This story contains themes or mentions of physical violence, gore, or abuse.

In the alleyway just outside the Gernard, Ida leaned against the wide, two storied building standing low in the belly of towering skyscrapers. The sun had all but set, leaving a residue of heavy blues and grays to blanket the city between scattered rain. She took one last steadying puff of her cigarette before flicking it away.


The industrial back door she propped herself up next to heaved open, revealing her coworker, Adam. He pushed past the weighted door and limply fell against it, eyes closed. A hollow sigh escaped him. 


With folded arms, she broke the silence flatly, “Rough night?” 


His tired eyes sprung open and he quickly straightened himself. 


“Ha- yes,” he responded with a slight smile, though the question was rhetorical. She had been there.

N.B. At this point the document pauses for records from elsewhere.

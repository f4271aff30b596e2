//! Neo4j Cypher renderer.
//!
//! Document metadata is stored as flattened node properties named
//! `metadata.<key>`, so every key becomes a backtick-quoted property of the
//! node variable: ``node.`metadata.country` = 'BG'``.

use super::{
    format_decimal, render_binary, BackendKind, Precedence, RenderConfig, RenderError,
    RenderResult, Renderer,
};
use crate::filter::{CompareOp, Expr, Key, Value, ValueList};

#[derive(Debug, Clone, Copy)]
pub struct Neo4jRenderer<'a> {
    config: &'a RenderConfig,
}

impl<'a> Neo4jRenderer<'a> {
    /// Creates a renderer using the node alias and property prefix from `config`.
    pub fn new(config: &'a RenderConfig) -> Self {
        Self { config }
    }

    fn unsupported(&self, construct: impl Into<String>) -> RenderError {
        RenderError::unsupported(BackendKind::Neo4j, construct)
    }

    fn expr(&self, expr: &Expr) -> RenderResult<String> {
        match expr {
            Expr::Comparison { key, op, value } => Ok(format!(
                "{} {} {}",
                self.property(key),
                cypher_op(*op),
                self.value(value)?
            )),
            Expr::Membership {
                key,
                negated,
                values,
            } => {
                let test = format!("{} IN [{}]", self.property(key), self.list(values)?);
                Ok(if *negated { format!("NOT {test}") } else { test })
            }
            Expr::And { left, right } => {
                render_binary(left, right, Precedence::And, "AND", |e| self.expr(e))
            }
            Expr::Or { left, right } => {
                render_binary(left, right, Precedence::Or, "OR", |e| self.expr(e))
            }
            Expr::Group { inner } => self.expr(inner),
        }
    }

    fn property(&self, key: &Key) -> String {
        let path = self.config.resolve(key).dotted().into_owned();
        let prefix = &self.config.metadata_column;
        let name = if prefix.is_empty() {
            path
        } else {
            format!("{prefix}.{path}")
        };
        format!("{}.{}", escape_name(&self.config.node_alias), quote_name(&name))
    }

    fn value(&self, value: &Value) -> RenderResult<String> {
        match value {
            Value::Integer(n) => Ok(n.to_string()),
            Value::Decimal(d) if d.is_finite() => Ok(format_decimal(*d)),
            Value::Decimal(d) => Err(self.unsupported(format!("non-finite decimal {d}"))),
            Value::Text(s) => Ok(quote_string(s)),
            Value::Bool(b) => Ok(b.to_string()),
        }
    }

    fn list(&self, values: &ValueList) -> RenderResult<String> {
        let rendered = values
            .iter()
            .map(|v| self.value(v))
            .collect::<RenderResult<Vec<_>>>()?;
        Ok(rendered.join(", "))
    }
}

impl Renderer for Neo4jRenderer<'_> {
    fn backend(&self) -> BackendKind {
        BackendKind::Neo4j
    }

    fn render(&self, expr: &Expr) -> RenderResult<String> {
        self.expr(expr)
    }
}

fn cypher_op(op: CompareOp) -> &'static str {
    match op {
        CompareOp::Eq => "=",
        CompareOp::Ne => "<>",
        CompareOp::Gt => ">",
        CompareOp::Ge => ">=",
        CompareOp::Lt => "<",
        CompareOp::Le => "<=",
    }
}

fn quote_name(name: &str) -> String {
    format!("`{}`", name.replace('`', "``"))
}

/// Cypher keywords, upper-case and sorted. Matching is case-insensitive.
const RESERVED_WORDS: &[&str] = &[
    "ADD", "ALL", "AND", "AS", "ASC", "ASCENDING", "BY", "CALL", "CASE", "CONSTRAINT",
    "CONTAINS", "CREATE", "DELETE", "DESC", "DESCENDING", "DETACH", "DISTINCT", "DO", "DROP",
    "ELSE", "END", "ENDS", "EXISTS", "FALSE", "FOR", "IN", "IS", "LIMIT", "MANDATORY",
    "MATCH", "MERGE", "NOT", "NULL", "OF", "ON", "OPTIONAL", "OR", "ORDER", "REMOVE",
    "REQUIRE", "RETURN", "SCALAR", "SET", "SKIP", "STARTS", "THEN", "TRUE", "UNION",
    "UNIQUE", "UNWIND", "USE", "WHEN", "WHERE", "WITH", "XOR", "YIELD",
];

/// Variable names are left bare when they are plain, non-reserved identifiers.
fn escape_name(name: &str) -> String {
    let mut chars = name.chars();
    let simple = chars
        .next()
        .is_some_and(|c| c.is_ascii_alphabetic() || c == '_')
        && chars.all(|c| c.is_ascii_alphanumeric() || c == '_')
        && RESERVED_WORDS
            .binary_search(&name.to_ascii_uppercase().as_str())
            .is_err();
    if simple {
        name.to_string()
    } else {
        quote_name(name)
    }
}

/// A single-quoted Cypher string literal.
fn quote_string(text: &str) -> String {
    let mut quoted = String::with_capacity(text.len() + 2);
    quoted.push('\'');
    for c in text.chars() {
        match c {
            '\\' => quoted.push_str("\\\\"),
            '\'' => quoted.push_str("\\'"),
            '\n' => quoted.push_str("\\n"),
            '\r' => quoted.push_str("\\r"),
            '\t' => quoted.push_str("\\t"),
            c => quoted.push(c),
        }
    }
    quoted.push('\'');
    quoted
}
//! Render command implementation.
//!
//! Compiles a filter expression into a backend's native filter syntax.

use vecfilter::render::{render_with, BackendKind, RenderConfig};

use super::config::{load_context_config, DEFAULT_BACKEND};
use super::{parse_filter, read_expression, CommandContext, CommandError, Result};

/// Options for the render command.
#[derive(Debug, Default)]
pub struct RenderOptions {
    /// Filter expression ("-" reads stdin).
    pub expression: String,
    /// Backend chosen on the command line.
    pub backend: Option<BackendKind>,
    /// `name=field` mappings from `--field`.
    pub fields: Vec<String>,
    /// Overrides the configured metadata column.
    pub metadata_column: Option<String>,
    /// Overrides the configured node alias.
    pub node_alias: Option<String>,
}

/// Splits a `name=field` mapping.
fn parse_field_mapping(mapping: &str) -> Result<(String, String)> {
    match mapping.split_once('=') {
        Some((name, field)) if !name.trim().is_empty() && !field.trim().is_empty() => {
            Ok((name.trim().to_string(), field.trim().to_string()))
        }
        _ => Err(CommandError::Config(format!(
            "invalid field mapping '{mapping}', expected NAME=FIELD"
        ))),
    }
}

/// Layers command-line options over the configured renderer settings.
fn resolve_settings(
    opts: &RenderOptions,
    configured_backend: Option<BackendKind>,
    mut config: RenderConfig,
) -> Result<(BackendKind, RenderConfig)> {
    let backend = opts
        .backend
        .or(configured_backend)
        .unwrap_or(DEFAULT_BACKEND);

    for mapping in &opts.fields {
        let (name, field) = parse_field_mapping(mapping)?;
        config.field_map.insert(name, field);
    }
    if let Some(column) = &opts.metadata_column {
        config.metadata_column = column.clone();
    }
    if let Some(alias) = &opts.node_alias {
        config.node_alias = alias.clone();
    }

    Ok((backend, config))
}

/// Executes the render command.
///
/// # Errors
///
/// Returns `CommandError::Filter` for invalid expressions and
/// `CommandError::Render` when the backend cannot express the filter.
pub fn execute(ctx: &CommandContext, opts: &RenderOptions) -> Result<()> {
    let input = read_expression(&opts.expression)?;
    let expr = parse_filter(&input)?;

    let stored = load_context_config(ctx)?;
    let (backend, config) = resolve_settings(opts, stored.backend()?, stored.render_config())?;
    log::debug!("rendering for {backend} with {} field mappings", config.field_map.len());

    let output = render_with(&expr, backend, &config)?;

    if ctx.json_output {
        let result = serde_json::json!({
            "backend": backend,
            "output": output,
        });
        println!("{}", serde_json::to_string_pretty(&result)?);
    } else {
        println!("{output}");
    }

    Ok(())
}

He adds, “I thought you would have left by now.”


Ida gestured to the rain. 


“Ah,” his eyes swayed toward the puddles pooling at their feet. Then he adds, thinking of his agreement to help Ida, “Well, I still haven’t heard anything. No one I spoke to today even knew what I was asking about.”


She said nothing and finally looked away from him. With how busy everything was, even she was hardly able to get a word in with a single guest, let alone glean information from them in their drunken state.


She did get one useful tidbit of information, though, about where she might find what she’s looking for. It was from a tall monkish figure she served who drank straight liquor from the bar all through the night. She refrained from telling Adam this.


He took her silence as an opportunity.


“You know-“ he stopped briefly, eyes apprehensively flicking to hers, “maybe it’s time you…took a break from all this searching stuff.”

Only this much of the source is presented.